Where, where the, um, if we can't get quite to, uh, all the way to Fukuyama, we can get to something like the, you know, the expectation going forward is that liberal democracy and its, um, uh, however many discontents it has, will, will prevail—or at least be the, the expected norm globally? And that, you know, we'll be, uh, there'll be enough, uh, power on that side of the equation so that, you know, despotism will still seem both pathological and, and anomalous. Um, I think that, first of all, I don't think history ever kind of repeats itself exactly; it never goes back.
Um, but that doesn't mean that democracy, liberal democracies can't resurge and triumph.
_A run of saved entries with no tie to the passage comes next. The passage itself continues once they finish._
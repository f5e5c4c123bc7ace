// src/log.rs
//
// Logging front: the crate logs through `logf!`/`logd!`/`logw!`/`loge!`,
// which forward to `tracing`. Frontends call `init` once to install a
// stderr subscriber.

use tracing_subscriber::EnvFilter;

/// Crate target used for the default filter directive.
const TARGET: &str = "grec_harvest";

/// Map `-v` repetitions to a default level for this crate.
pub fn level_for(verbosity: u8) -> &'static str {
    match verbosity {
        0 => "info",
        1 => "debug",
        _ => "trace",
    }
}

/// Install the global subscriber. `RUST_LOG` wins over `verbosity` when set.
/// Calling twice is harmless (the second install is ignored).
pub fn init(verbosity: u8) {
    let filter = EnvFilter::try_from_default_env()
        .unwrap_or_else(|_| EnvFilter::new(format!("{TARGET}={}", level_for(verbosity))));

    let _ = tracing_subscriber::fmt()
        .with_env_filter(filter)
        .with_writer(std::io::stderr)
        .with_target(false)
        .try_init();
}

/// Info-level logging
#[macro_export]
macro_rules! logf {
    ($($arg:tt)*) => {
        ::tracing::info!($($arg)*)
    };
}

/// Debug-level logging
#[macro_export]
macro_rules! logd {
    ($($arg:tt)*) => {
        ::tracing::debug!($($arg)*)
    };
}

/// Warn-level logging
#[macro_export]
macro_rules! logw {
    ($($arg:tt)*) => {
        ::tracing::warn!($($arg)*)
    };
}

/// Error-level logging
#[macro_export]
macro_rules! loge {
    ($($arg:tt)*) => {
        ::tracing::error!($($arg)*)
    };
}
// src/lib.rs

#[macro_use]
pub mod macros;
#[macro_use]
pub mod log;

pub mod cli;
pub mod config;
pub mod core;
pub mod error;
pub mod specs;

pub mod file;
pub mod names;
pub mod progress;
pub mod rdf;
pub mod record;
pub mod scrape;

pub use error::{Error, Result};
pub use record::{Field, PubKind, Record};
pub use scrape::harvest;
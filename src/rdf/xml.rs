// src/rdf/xml.rs
//
// Pretty RDF/XML: one element per subject, typed node elements for
// subjects with exactly one rdf:type, rdf:resource for IRI objects.

use quick_xml::Writer;
use quick_xml::events::{BytesDecl, BytesEnd, BytesStart, BytesText, Event};

use crate::error::{Error, Result};

use super::graph::vocab::RDF_TYPE;
use super::graph::{Graph, Namespaces, Term, Triple};

const DESCRIPTION: &str = "rdf:Description";

pub fn to_rdf_xml(g: &Graph) -> Result<String> {
    let ns = g.namespaces();
    let mut w = Writer::new_with_indent(Vec::new(), b' ', 2);

    w.write_event(Event::Decl(BytesDecl::new("1.0", Some("utf-8"), None)))?;

    let mut root = BytesStart::new("rdf:RDF");
    for (prefix, iri) in ns.iter() {
        root.push_attribute((format!("xmlns:{prefix}").as_str(), iri));
    }
    w.write_event(Event::Start(root))?;

    for (subject, triples) in g.by_subject() {
        write_subject(&mut w, ns, subject, &triples)?;
    }

    w.write_event(Event::End(BytesEnd::new("rdf:RDF")))?;

    let mut bytes = w.into_inner();
    bytes.push(b'\n');
    Ok(String::from_utf8_lossy(&bytes).into_owned())
}

fn write_subject(
    w: &mut Writer<Vec<u8>>,
    ns: &Namespaces,
    subject: &str,
    triples: &[&Triple],
) -> Result<()> {
    let types: Vec<&str> = triples
        .iter()
        .filter(|t| t.predicate == RDF_TYPE)
        .filter_map(|t| match &t.object {
            Term::Iri(iri) => Some(iri.as_str()),
            Term::Literal(_) => None,
        })
        .collect();

    // Typed node element only when the type is unambiguous
    let typed = match types.as_slice() {
        [only] => ns.qname(only),
        _ => None,
    };
    let elem = typed.clone().unwrap_or_else(|| s!(DESCRIPTION));

    let mut start = BytesStart::new(elem.as_str());
    start.push_attribute(("rdf:about", subject));
    w.write_event(Event::Start(start))?;

    for t in triples {
        if typed.is_some() && t.predicate == RDF_TYPE {
            continue;
        }
        let pred = ns
            .qname(&t.predicate)
            .ok_or_else(|| Error::UnboundNamespace(t.predicate.clone()))?;

        match &t.object {
            Term::Iri(iri) => {
                let mut e = BytesStart::new(pred.as_str());
                e.push_attribute(("rdf:resource", iri.as_str()));
                w.write_event(Event::Empty(e))?;
            }
            Term::Literal(text) => {
                w.write_event(Event::Start(BytesStart::new(pred.as_str())))?;
                w.write_event(Event::Text(BytesText::new(text)))?;
                w.write_event(Event::End(BytesEnd::new(pred.as_str())))?;
            }
        }
    }

    w.write_event(Event::End(BytesEnd::new(elem.as_str())))?;
    Ok(())
}

#[cfg(test)]
mod tests {
    use super::*;
    use crate::rdf::graph::vocab::*;

    fn sample() -> Graph {
        let mut g = Graph::new();
        let s = "http://x/pub/1";
        g.add(s, RDF_TYPE, Term::iri(ARTICLE));
        g.add(s, DC_TITLE, Term::literal("Tom & Jerry <3"));
        g.add(s, DC_AUTHOR, Term::iri("http://x/person/SmithJ"));
        g.add("http://x/person/SmithJ", RDFS_LABEL, Term::literal("Smith, J."));
        g
    }

    #[test]
    fn header_and_namespaces() {
        let xml = to_rdf_xml(&sample()).unwrap();
        assert!(xml.starts_with(r#"<?xml version="1.0" encoding="utf-8"?>"#));
        assert!(xml.contains(r#"xmlns:dc="http://purl.org/dc/elements/1.1/""#));
        assert!(xml.contains(r#"xmlns:uni="http://swrc.ontoware.org/ontology#""#));
        assert!(xml.trim_end().ends_with("</rdf:RDF>"));
    }

    #[test]
    fn typed_node_and_escaping() {
        let xml = to_rdf_xml(&sample()).unwrap();
        assert!(xml.contains(r#"<uni:Article rdf:about="http://x/pub/1">"#));
        assert!(!xml.contains("rdf:type"));
        assert!(xml.contains("Tom &amp; Jerry &lt;3</dc:title>"));
        assert!(xml.contains(r#"<dc:author rdf:resource="http://x/person/SmithJ"/>"#));
        assert!(xml.contains(r#"<rdf:Description rdf:about="http://x/person/SmithJ">"#));
        assert!(xml.contains("<rdfs:label>Smith, J.</rdfs:label>"));
    }

    #[test]
    fn two_types_fall_back_to_description() {
        let mut g = Graph::new();
        g.add("http://x/a", RDF_TYPE, Term::iri(ARTICLE));
        g.add("http://x/a", RDF_TYPE, Term::iri(THESIS));
        let xml = to_rdf_xml(&g).unwrap();
        assert!(xml.contains(r#"<rdf:Description rdf:about="http://x/a">"#));
        assert!(xml.contains(r#"<rdf:type rdf:resource="http://swrc.ontoware.org/ontology#Thesis"/>"#));
    }

    #[test]
    fn unbound_predicate_is_error() {
        let mut g = Graph::new();
        g.add("http://x/a", "http://example.org/p", Term::literal("v"));
        assert!(matches!(to_rdf_xml(&g), Err(Error::UnboundNamespace(_))));
    }
}
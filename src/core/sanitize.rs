// src/core/sanitize.rs

use unicode_normalization::{char::is_combining_mark, UnicodeNormalization};

use crate::config::consts::MAX_LABEL_CHARS;

pub fn normalize_ws(s: &str) -> String {
    let mut out = String::with_capacity(s.len());
    let mut prev_space = false;
    for ch in s.chars() {
        if ch.is_whitespace() {
            if !prev_space { out.push(' '); prev_space = true; }
        } else { out.push(ch); prev_space = false; }
    }
    out.trim().to_string()
}

/// Bold label text → record key. `"Títol:"` → `"Títol"`.
/// `None` when the text is too long to be a label (a bolded sentence).
pub fn clean_label(raw: &str) -> Option<String> {
    if raw.chars().count() >= MAX_LABEL_CHARS {
        return None;
    }
    let label = raw.trim().trim_end_matches(':').trim_end();
    if label.is_empty() { None } else { Some(s!(label)) }
}

/// Canonical decomposition with every combining mark dropped.
/// `"Dvořák"` → `"Dvorak"`.
pub fn remove_accents(s: &str) -> String {
    s.nfd().filter(|c| !is_combining_mark(*c)).collect()
}

/// Person-URI segment: drop commas, dots and spaces, fold accents.
/// `"Ferré, J.M."` → `"FerreJM"`.
pub fn htmlize(s: &str) -> String {
    let squeezed: String = s.chars().filter(|c| !matches!(c, ',' | '.' | ' ')).collect();
    remove_accents(&squeezed)
}
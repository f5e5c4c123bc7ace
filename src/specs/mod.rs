// src/specs/mod.rs
//! # Page "specs"
//!
//! Each spec knows how to read one kind of GREC page and nothing else.
//!
//! ## What lives here
//! - **Pure document reading** over already-parsed `scraper::Html` trees:
//!   `listing` reads the catalog and result-list pages, `publication` reads
//!   one detail page into a [`Record`](crate::record::Record).
//! - **Selector choice** (`td` text for row titles, `p.consultac` for the
//!   declared count, `p.llista` for entries, `<b>` for field labels).
//! - **Tolerant extraction**: a field that cannot be read becomes an empty
//!   value; only structural misses (no such row, no count) are errors.
//!
//! ## What does **not** live here
//! - Fetching, pagination order, pauses: `scrape`.
//! - Classification and serialization: `record`, `rdf`, `file`.
//!
//! ## Typical call chain
//! ```text
//! cli → scrape::harvest → Fetch::document
//!                       ↘ specs::listing::{links_in_row, publication_count, entry_links}
//!                       ↘ specs::publication::extract_record
//! ```
//!
//! ## Testing notes
//! Specs are tested offline against inline HTML snippets shaped like the
//! live pages.
pub mod listing;
pub mod publication;
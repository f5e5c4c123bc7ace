// src/macros.rs

/// String shorthand: `s!()` is an empty `String`, `s!(x)` is `String::from(x)`.
#[macro_export]
macro_rules! s {
    () => {
        ::std::string::String::new()
    };
    ($expr:expr) => {
        ::std::string::String::from($expr)
    };
}

/// Concatenate string-ish pieces into one `String`.
/// Used for URI building: `join!(base, "/pub/", id)`.
#[macro_export]
macro_rules! join {
    ($first:expr $(, $rest:expr)+ $(,)?) => {{
        let mut out = ::std::string::String::from($first);
        $(
            out.push_str($rest);
        )+
        out
    }};
}

/// Lazily compiled CSS selector, parsed once per process.
///
/// ```ignore
/// static LLISTA: LazyLock<Selector> = selector!("p.llista");
/// ```
#[macro_export]
macro_rules! selector {
    ($css:literal) => {
        ::std::sync::LazyLock::new(|| {
            ::scraper::Selector::parse($css).expect(concat!("invalid selector: ", $css))
        })
    };
}

/// Lazily compiled regex, built once per process.
#[macro_export]
macro_rules! regex {
    ($re:literal) => {
        ::std::sync::LazyLock::new(|| {
            ::regex::Regex::new($re).expect(concat!("invalid regex: ", $re))
        })
    };
}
And, but that needs—U—that needs changes within liberal democracies. I mean, America is still the greatest power that's ever existed in terms of military power, economy, and all sorts of other, um, uh, tests and measures.
And, and American power is still, um, the most dynamic force in, in, you know, in the world game, if you like. Um, but, but the democracies are having a huge crisis within themselves. And you know, as Ibn Khaldun, the great, um, Arab North African historian in the 14th century said, he said like, you know, powers don't, great kingdoms don't fall because of military defeats or economic defeats; they fall because of psychological defeats, which is a very interesting concept.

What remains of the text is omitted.